One of the key requirements for trustworthy AI is __Transparency__ (see Section 8.2.4 in [FLBook](https://github.com/alexjungaalto/FederatedLearning/blob/main/material/FLBook.pdf)). The transparent FL system must include good explainability of the trained local models. We can measure the explainability of the trained model by comparing the prediciton with the guess made by the user.

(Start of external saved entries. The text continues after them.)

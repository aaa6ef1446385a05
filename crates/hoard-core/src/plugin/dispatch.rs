use super::{
    DownloadTarget, Plugin, ReverseQuery, ReverseSearchPlugin, SearchDetails, SearchPlugin,
    UrlTarget,
};
use crate::db::Session;
use crate::models::{RemotePost, Subscription};
use crate::subscription::SearchIterator;
use hoard_common::{Dynamic, HoardError, Result};
use std::sync::Arc;
use tracing::warn;

/// An adapter of either kind
///
/// Subscription operations on a reverse-search adapter fail with
/// [`HoardError::Unsupported`] before anything else is looked at.
#[derive(Clone)]
pub enum AnyPlugin {
    Search(Arc<dyn SearchPlugin>),
    ReverseSearch(Arc<dyn ReverseSearchPlugin>),
}

impl AnyPlugin {
    pub fn name(&self) -> &str {
        match self {
            AnyPlugin::Search(plugin) => plugin.name(),
            AnyPlugin::ReverseSearch(plugin) => plugin.name(),
        }
    }

    pub fn supports_subscriptions(&self) -> bool {
        matches!(self, AnyPlugin::Search(_))
    }

    pub fn parse_url(&self, url: &str) -> Option<UrlTarget> {
        match self {
            AnyPlugin::Search(plugin) => plugin.parse_url(url),
            AnyPlugin::ReverseSearch(plugin) => plugin.parse_url(url),
        }
    }

    pub async fn download(
        &self,
        session: &mut Session,
        target: DownloadTarget,
        preview: bool,
    ) -> Result<RemotePost> {
        match self {
            AnyPlugin::Search(plugin) => plugin.download(session, target, preview).await,
            AnyPlugin::ReverseSearch(plugin) => plugin.download(session, target, preview).await,
        }
    }

    pub async fn get_search_details(&self, options: &Dynamic) -> Result<Option<SearchDetails>> {
        match self {
            AnyPlugin::Search(plugin) => plugin.get_search_details(options).await,
            AnyPlugin::ReverseSearch(plugin) => plugin.get_search_details(options).await,
        }
    }

    /// A one-shot search; reverse-search adapters only accept `url` or
    /// `path` options
    pub fn search(&self, options: Dynamic) -> Result<SearchIterator> {
        match self {
            AnyPlugin::Search(plugin) => Ok(plugin.search(options)),
            AnyPlugin::ReverseSearch(plugin) => {
                let query = ReverseQuery::from_options(&options)?;
                Ok(plugin.search(&query))
            },
        }
    }

    pub fn subscription_repr(&self, options: &Dynamic) -> Result<String> {
        match self {
            AnyPlugin::Search(plugin) => plugin.subscription_repr(options),
            AnyPlugin::ReverseSearch(plugin) => {
                Err(unsupported(plugin.as_ref(), "subscription_repr"))
            },
        }
    }

    pub async fn subscribe(
        &self,
        session: &mut Session,
        name: &str,
        options: Dynamic,
    ) -> Result<SearchIterator> {
        match self {
            AnyPlugin::Search(plugin) => plugin.subscribe(session, name, options).await,
            AnyPlugin::ReverseSearch(plugin) => Err(unsupported(plugin.as_ref(), "subscribe")),
        }
    }

    pub fn get_iterator(&self, subscription: Subscription) -> Result<SearchIterator> {
        match self {
            AnyPlugin::Search(plugin) => plugin.get_iterator(subscription),
            AnyPlugin::ReverseSearch(plugin) => Err(unsupported(plugin.as_ref(), "get_iterator")),
        }
    }
}

fn unsupported(plugin: &dyn ReverseSearchPlugin, operation: &'static str) -> HoardError {
    warn!(plugin = plugin.name(), operation, "Unsupported operation on reverse search plugin");
    HoardError::unsupported(plugin.name(), operation)
}

impl std::fmt::Debug for AnyPlugin {
    fn fmt(&self, f: &mut std::fmt::Formatter<'_>) -> std::fmt::Result {
        match self {
            AnyPlugin::Search(plugin) => f.debug_tuple("Search").field(&plugin.name()).finish(),
            AnyPlugin::ReverseSearch(plugin) => {
                f.debug_tuple("ReverseSearch").field(&plugin.name()).finish()
            },
        }
    }
}

impl<P: SearchPlugin + 'static> From<Arc<P>> for AnyPlugin {
    fn from(plugin: Arc<P>) -> Self {
        AnyPlugin::Search(plugin)
    }
}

Therefore, the penalty term can be added to the local loss function:

$$
L_i(\mathbf{w}^{(i)}) := \underbrace{\frac{1}{m_i} \| \mathbf{X}^{(i)}\mathbf{w}^{({i})} - \mathbf{y}^{(i)}\|_2^2}_{\text{training error}} + \underbrace{\rho \frac{1}{|D_t^{(i)}|} \sum_{\mathbf{x} \in D_t^{(i)}}{\left(\mathbf{x}^T \mathbf{w}^{(i)} - u^{(i)}(\mathbf{x})\right)^2}}_{\text{subjective explainability}}
$$

Now, we can formulate the gradient step with Subjective Explainability penalty term:

$$
\mathbf{w}^{(k+1)} := \mathbf{w}^{(k)} - \eta \nabla f(\mathbf{w}^{(k)}) \text{, where}\\
\{ \hat{\mathbf{w}}^{(i)}\}_{i=1}^n \in \underset{\{\mathbf{w}^{(i)}\}}{\text{argmin}} \underbrace{\sum_{i \in \mathcal{V}}{\overbrace{L_i(\mathbf{w}^{(i)})}^{\text{local loss}} + \alpha \sum_{\{i, i'\} \in \mathcal{E}}{A_{i, i'} \|\mathbf{w}^{(i)}-\mathbf{w}^{(i')}\|_2^2}}}_{=: f(\mathbf{w})}
\\
\text{and}
\\
L_i(\mathbf{w}^{(i)}) := \underbrace{\frac{1}{m_i} \| \mathbf{X}^{(i)}\mathbf{w}^{({i})} - \mathbf{y}^{(i)}\|_2^2}_{\text{training error}} + \underbrace{\rho \frac{1}{|D_t^{(i)}|} \sum_{\mathbf{x} \in D_t^{(i)}}{\left(\mathbf{x}^T \mathbf{w}^{(i)} - u^{(i)}(\mathbf{x})\right)^2}}_{\text{subjective explainability}}
$$

<a id='varying_features'></a>
<div class=" alert alert-warning">

### Task 6.1 - Subjective Explainability
    
__Task description:__ 
1. Calculate the gradient of the Subjective Explainability penalty term.
2. Modify the previously defined `FedGD` function according to the gradient step with Subjective Explainability formula.
    
__Hints:__ 
1. Read Section 8.4 in the [FLBook](https://github.com/alexjungaalto/FederatedLearning/blob/main/material/FLBook.pdf).
</div>

In [None]:
# Let's assume the subjective explainability is sufficient.
# Therefore, we define it by adding the noise to the true values.
np.random.seed(seed)
for node in G_FMI.nodes:
    y_test = G_FMI.nodes[node]['y_test']
    noise = y_test * np.random.uniform(-0.01, 0.01)  # Noise is ±10% of true values
    G_FMI.nodes[node]['u'] = y_test + noise

In [None]:
def FedGD_Exp(graph_FMI, 
              alpha=0.5, 
              rho=0.5, 
              l_rate=0.05, 
              max_iter=1000, 
              tol=0.0001, 
              logging=False):
    """
    Performs an extended version of Federated Gradient Descent (FedGD) incorporating 
    subjective explainability constraints.

    Parameters
    ----------
    graph_FMI : networkx.Graph
        A graph where each node represents an FMI station, containing:
        - 'X_train' (numpy.ndarray): Feature matrix for local training.
        - 'y_train' (numpy.ndarray): Target values for training.
        - 'X_test' (numpy.ndarray): Feature matrix for subjective explainability.
        - 'u' (numpy.ndarray): User signal values indicating explainability preferences.
        - 'weights' (numpy.ndarray): Initialized weight vector (set to zeros).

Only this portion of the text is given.